MY: Ms. Bush, I know from working with you that supporting the health and achievement of young people is close to your heart and the mission of the Urban League of Greater Pittsburgh. What are your thoughts about this month’s overview on healthy teen relationships?

EB: I have to admit that the statistics and information shared about the abuse young people are experiencing in relationships is heartbreaking. It is especially hard to hear that more than thirty percent of young women will be hurt in a relationship in their lifetime. I know that this is an important public health issue facing individuals from all backgrounds and ages. I hope everyone who reads this piece will cut out and share the information in this segment about “warning signs” for teen dating violence! It’s also very important to spread the news about some of the research studies and local resources available for teens and their families to address this issue.
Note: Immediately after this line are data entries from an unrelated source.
//! OCI request signing
//!
//! Loads signing material from an OCI CLI config file profile and signs
//! requests with the OCI HTTP signature scheme (`rsa-sha256`).
//!
//! Two key id forms are supported:
//! - session token: `ST$<token>` when the profile names a `security_token_file`
//! - API key: `<tenancy>/<user>/<fingerprint>`
//!
//! References:
//! - [Request signatures](https://docs.oracle.com/en-us/iaas/Content/API/Concepts/signingrequests.htm)
//! - [SDK and CLI configuration file](https://docs.oracle.com/en-us/iaas/Content/API/Concepts/sdkconfig.htm)

use std::collections::BTreeMap;
use std::fmt;
use std::path::{Path, PathBuf};

use base64::{engine::general_purpose, Engine as _};
use chrono::Utc;
use reqwest::header::{
    HeaderName, HeaderValue, AUTHORIZATION, CONTENT_LENGTH, CONTENT_TYPE, DATE, HOST,
};
use reqwest::{Method, Request};
use rsa::pkcs1::DecodeRsaPrivateKey;
use rsa::pkcs1v15::SigningKey;
use rsa::pkcs8::DecodePrivateKey;
use rsa::signature::{SignatureEncoding, Signer};
use rsa::RsaPrivateKey;
use sha2::{Digest, Sha256};
use tracing::debug;

use crate::constants::DEFAULT_OCI_PROFILE;
use crate::error::VaultError;

const CONTENT_SHA256: HeaderName = HeaderName::from_static("x-content-sha256");
const JSON_CONTENT_TYPE: &str = "application/json";

/// Where signing material is read from
#[derive(Debug, Clone, PartialEq, Eq)]
pub struct CredentialSource {
    pub config_file: PathBuf,
    pub profile: String,
}

/// Resolved profile from the OCI config file
#[derive(Debug, Clone, PartialEq, Eq)]
pub struct OciProfile {
    pub region: String,
    pub key_file: PathBuf,
    pub auth: ProfileAuth,
}

#[derive(Debug, Clone, PartialEq, Eq)]
pub enum ProfileAuth {
    SessionToken { token_file: PathBuf },
    ApiKey {
        tenancy: String,
        user: String,
        fingerprint: String,
    },
}

impl OciProfile {
    /// Read `source.config_file` and resolve `source.profile`
    pub fn load(source: &CredentialSource) -> Result<Self, VaultError> {
        let path = expand_home(&source.config_file.to_string_lossy());
        let contents = std::fs::read_to_string(&path).map_err(|e| {
            VaultError::credential(format!(
                "failed to read OCI config file {}: {e}",
                path.display()
            ))
        })?;
        Self::parse(&contents, &source.profile)
    }

    /// Resolve `profile` from config file contents. Keys in `DEFAULT` are
    /// inherited by every other profile.
    pub fn parse(contents: &str, profile: &str) -> Result<Self, VaultError> {
        let sections = parse_ini(contents);
        let mut values = sections.get(DEFAULT_OCI_PROFILE).cloned().unwrap_or_default();
        match sections.get(profile) {
            Some(own) => values.extend(own.clone()),
            None => {
                return Err(VaultError::credential(format!(
                    "profile '{profile}' not found in OCI config file"
                )));
            }
        }

        let required = |key: &str| {
            values
                .get(key)
                .filter(|v| !v.is_empty())
                .cloned()
                .ok_or_else(|| {
                    VaultError::credential(format!("profile '{profile}' is missing '{key}'"))
                })
        };

        let region = required("region")?;
        let key_file = expand_home(&required("key_file")?);
        let auth = match values.get("security_token_file").filter(|v| !v.is_empty()) {
            Some(token_file) => ProfileAuth::SessionToken {
                token_file: expand_home(token_file),
            },
            None => ProfileAuth::ApiKey {
                tenancy: required("tenancy")?,
                user: required("user")?,
                fingerprint: required("fingerprint")?,
            },
        };

        Ok(Self {
            region,
            key_file,
            auth,
        })
    }
}

/// Minimal INI reader for the OCI config format: `[section]` headers,
/// `key=value` lines, `#`/`;` comments.
fn parse_ini(contents: &str) -> BTreeMap<String, BTreeMap<String, String>> {
    let mut sections: BTreeMap<String, BTreeMap<String, String>> = BTreeMap::new();
    let mut current: Option<String> = None;

    for line in contents.lines() {
        let line = line.trim();
        if line.is_empty() || line.starts_with('#') || line.starts_with(';') {
            continue;
        }
        if let Some(name) = line.strip_prefix('[').and_then(|l| l.strip_suffix(']')) {
            let name = name.trim().to_string();
            sections.entry(name.clone()).or_default();
            current = Some(name);
            continue;
        }
        if let (Some(section), Some((key, value))) = (current.as_ref(), line.split_once('=')) {
            sections
                .entry(section.clone())
                .or_default()
                .insert(key.trim().to_string(), value.trim().to_string());
        }
    }

    sections
}

/// Expand a leading `~` against `$HOME`
pub fn expand_home(path: &str) -> PathBuf {
    match (path.strip_prefix('~'), std::env::var_os("HOME")) {
        (Some(rest), Some(home)) => {
            let mut expanded = PathBuf::from(home);
            let rest = rest.trim_start_matches('/');
            if !rest.is_empty() {
                expanded.push(rest);
            }
            expanded
        }
        _ => PathBuf::from(path),
    }
}

/// Load an unencrypted RSA private key in PKCS#8 or PKCS#1 PEM form
pub fn load_private_key(path: &Path) -> Result<RsaPrivateKey, VaultError> {
    let pem = std::fs::read_to_string(path).map_err(|e| {
        VaultError::credential(format!("failed to read key file {}: {e}", path.display()))
    })?;

    RsaPrivateKey::from_pkcs8_pem(&pem)
        .or_else(|_| RsaPrivateKey::from_pkcs1_pem(&pem))
        .map_err(|e| {
            VaultError::credential(format!(
                "failed to parse RSA private key {}: {e}",
                path.display()
            ))
        })
}

/// Load a session token and reject it when its `exp` claim has passed
pub fn load_session_token(path: &Path) -> Result<String, VaultError> {
    let token = std::fs::read_to_string(path).map_err(|e| {
        VaultError::credential(format!(
            "failed to read session token file {}: {e}",
            path.display()
        ))
    })?;
    let token = token.trim().to_string();
    if token.is_empty() {
        return Err(VaultError::credential(format!(
            "session token file {} is empty",
            path.display()
        )));
    }

    if let Some(expiry) = jwt_expiry(&token) {
        if expiry <= Utc::now().timestamp() {
            return Err(VaultError::credential(format!(
                "session token in {} has expired; refresh it with `oci session refresh`",
                path.display()
            )));
        }
    }

    Ok(token)
}

/// `exp` claim of a JWT, if the token is one and carries it
fn jwt_expiry(token: &str) -> Option<i64> {
    let payload = token.split('.').nth(1)?;
    let decoded = general_purpose::URL_SAFE_NO_PAD
        .decode(payload.trim_end_matches('='))
        .ok()?;
    let claims: serde_json::Value = serde_json::from_slice(&decoded).ok()?;
    claims.get("exp")?.as_i64()
}

/// Signs requests with one key id and private key
#[derive(Clone)]
pub struct RequestSigner {
    key_id: String,
    signing_key: SigningKey<Sha256>,
}

impl fmt::Debug for RequestSigner {
    fn fmt(&self, f: &mut fmt::Formatter<'_>) -> fmt::Result {
        let key_id = if self.key_id.starts_with("ST$") {
            "ST$<session token>"
        } else {
            self.key_id.as_str()
        };
        f.debug_struct("RequestSigner")
            .field("key_id", &key_id)
            .finish_non_exhaustive()
    }
}

impl RequestSigner {
    pub fn new(key_id: String, private_key: RsaPrivateKey) -> Self {
        Self {
            key_id,
            signing_key: SigningKey::<Sha256>::new(private_key),
        }
    }

    /// Build a signer from a resolved profile, reading key and token files
    pub fn from_profile(profile: &OciProfile) -> Result<Self, VaultError> {
        let private_key = load_private_key(&profile.key_file)?;
        let key_id = match &profile.auth {
            ProfileAuth::SessionToken { token_file } => {
                format!("ST${}", load_session_token(token_file)?)
            }
            ProfileAuth::ApiKey {
                tenancy,
                user,
                fingerprint,
            } => format!("{tenancy}/{user}/{fingerprint}"),
        };
        debug!(region = %profile.region, "Loaded OCI signing credentials");
        Ok(Self::new(key_id, private_key))
    }

    /// Add `date`, `host`, body digest headers and `authorization` to `request`
    ///
    /// Requests with a body (POST, PUT, PATCH) additionally sign
    /// `content-length`, `content-type` and `x-content-sha256`.
    pub fn sign(&self, request: &mut Request) -> Result<(), VaultError> {
        let url = request.url().clone();
        let host = match (url.host_str(), url.port()) {
            (Some(host), Some(port)) => format!("{host}:{port}"),
            (Some(host), None) => host.to_string(),
            (None, _) => {
                return Err(VaultError::validation(format!("request URL {url} has no host")));
            }
        };
        let target = match url.query() {
            Some(query) => format!("{}?{query}", url.path()),
            None => url.path().to_string(),
        };
        let method = request.method().clone();
        let date = Utc::now().format("%a, %d %b %Y %H:%M:%S GMT").to_string();

        let mut signed = vec![
            ("date", date.clone()),
            (
                "(request-target)",
                format!("{} {target}", method.as_str().to_lowercase()),
            ),
            ("host", host.clone()),
        ];

        let headers = request.headers_mut();
        headers.insert(DATE, header_value(&date)?);
        headers.insert(HOST, header_value(&host)?);

        if has_body(&method) {
            let body = request
                .body()
                .and_then(reqwest::Body::as_bytes)
                .unwrap_or_default()
                .to_vec();
            let digest = general_purpose::STANDARD.encode(Sha256::digest(&body));
            let length = body.len().to_string();
            let content_type = request
                .headers()
                .get(CONTENT_TYPE)
                .and_then(|v| v.to_str().ok())
                .unwrap_or(JSON_CONTENT_TYPE)
                .to_string();

            let headers = request.headers_mut();
            headers.insert(CONTENT_LENGTH, header_value(&length)?);
            headers.insert(CONTENT_TYPE, header_value(&content_type)?);
            headers.insert(CONTENT_SHA256, header_value(&digest)?);

            signed.push(("content-length", length));
            signed.push(("content-type", content_type));
            signed.push(("x-content-sha256", digest));
        }

        let signing_string = signed
            .iter()
            .map(|(name, value)| format!("{name}: {value}"))
            .collect::<Vec<_>>()
            .join("\n");
        let signature = self.signing_key.sign(signing_string.as_bytes());
        let header_names = signed
            .iter()
            .map(|(name, _)| *name)
            .collect::<Vec<_>>()
            .join(" ");

        let authorization = format!(
            "Signature version=\"1\",keyId=\"{}\",algorithm=\"rsa-sha256\",headers=\"{header_names}\",signature=\"{}\"",
            self.key_id,
            general_purpose::STANDARD.encode(signature.to_bytes())
        );
        request
            .headers_mut()
            .insert(AUTHORIZATION, header_value(&authorization)?);

        Ok(())
    }
}

fn has_body(method: &Method) -> bool {
    matches!(*method, Method::POST | Method::PUT | Method::PATCH)
}

fn header_value(value: &str) -> Result<HeaderValue, VaultError> {
    HeaderValue::from_str(value)
        .map_err(|e| VaultError::validation(format!("invalid header value: {e}")))
}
MY: For parents, adults who work with young people and for teens, preventing relationship violence is an issue we all need to be aware of because we are in a position to help. It was encouraging to learn more about studies going on right now.

EB: Yes, I am very encouraged by and supportive of the creative new studies highlighted in this month’s segment—like working together with adults and athletic coaches to support both girls and boys. The Maikuru project builds upon the key principles of mentorship by bringing together teen girls and adult mentors. In addition, the nationally recognized Coaching Boys into Men (CBIM) study shows the importance and value of working with young boys and their coaches. This study has been conducted around the country and is now in Western Pennsylvania. Teaching and supporting coaches to talk with their athletes about the importance of respectful and nonviolent behaviors toward girls is incredibly important. We see and hear in the media too often about the culture of violence against women and girls. This intervention program has been shown to bring about real change in boys’ willingness to step in and prevent abusive behaviors.

MY: I’ve learned a lot from this month’s segment about the importance and value of being aware, being involved and developing new knowledge for ways to help teens be in healthy relationships.

EB: Absolutely, Michael. As with all of our segments, I want to encourage others to learn more, ask questions and get involved in research. People can call the Community PARTners Core for more information about participating in research at 1-866-422-1575. They can also call the study contacts that are listed in this month’s segment to learn how to participate in the highlighted studies. I also always encourage adults to find ways to get involved as volunteers, mentors or coaches to support the positive development of our boys and girls living here in Allegheny County.